• [Description of the task] What appears from the first line of the records below through the line containing "global retrieved property." must be reproduced verbatim.

[Dataset entries]
***
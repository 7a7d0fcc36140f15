use chrono::{DateTime, FixedOffset};
use serde::{Deserialize, Serialize};

use crate::timestamp::parse_timestamp;
use crate::xml::{lenient_bool, parse_u64};

/// A global retrieved property.
#[derive(Debug, Clone, PartialEq, Eq, Serialize)]
pub struct Property {
    pub id: u64,
    pub resource: String,
    pub name: String,
    pub is_reserved: bool,
    pub last_modified: Option<DateTime<FixedOffset>>,
    /// Relevance definition; only a detail fetch carries it.
    pub definition: Option<String>,
}

#[derive(Debug, Clone, Default, Deserialize)]
#[serde(default)]
pub(crate) struct PropertyListItemXml {
    #[serde(rename = "@Resource")]
    resource: String,
    #[serde(rename = "@LastModified")]
    last_modified: String,
    #[serde(rename = "Name")]
    name: String,
    #[serde(rename = "ID")]
    id: String,
    #[serde(rename = "IsReserved", deserialize_with = "lenient_bool")]
    is_reserved: bool,
}

#[derive(Debug, Clone, Default, Deserialize)]
#[serde(default)]
pub(crate) struct PropertyListXml {
    #[serde(rename = "Property")]
    pub items: Vec<PropertyListItemXml>,
}

#[derive(Debug, Clone, Default, Deserialize)]
#[serde(default)]
struct PropertyDetailXml {
    #[serde(rename = "@Name")]
    name: String,
    #[serde(rename = "$text")]
    definition: String,
}

#[derive(Debug, Clone, Default, Deserialize)]
#[serde(default)]
pub(crate) struct PropertyDetailResponseXml {
    #[serde(rename = "Property")]
    property: PropertyDetailXml,
}

impl Property {
    pub(crate) fn from_list_item(item: PropertyListItemXml) -> Self {
        Self {
            id: parse_u64(&item.id),
            resource: item.resource,
            name: item.name,
            is_reserved: item.is_reserved,
            last_modified: parse_timestamp(&item.last_modified),
            definition: None,
        }
    }

    /// The detail payload does not say whether the property is reserved.
    pub(crate) fn from_detail(response: PropertyDetailResponseXml, id: u64, resource: String) -> Self {
        Self {
            id,
            resource,
            name: response.property.name,
            is_reserved: false,
            last_modified: None,
            definition: Some(response.property.definition),
        }
    }
}
//! Hook for an externally owned request budget.

use futures::future::BoxFuture;

/// A shared rate limiter consulted before every attempt.
///
/// `acquire` resolves once the caller may send the request identified by
/// `tag` (for example `bigfix_computer_list`). Retries call it again, so
/// backoff sleeps and limiter waits add up rather than overlap.
pub trait RateLimiter: Send + Sync {
    fn acquire<'a>(&'a self, tag: &'a str) -> BoxFuture<'a, ()>;
}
***
• [Output]
repository 7a7d0fcc36140f15
use chrono::{DateTime, FixedOffset};
use serde::{Deserialize, Serialize};

use crate::timestamp::parse_timestamp;
use crate::xml::{lenient_bool, parse_u64};

/// A global retrieved property.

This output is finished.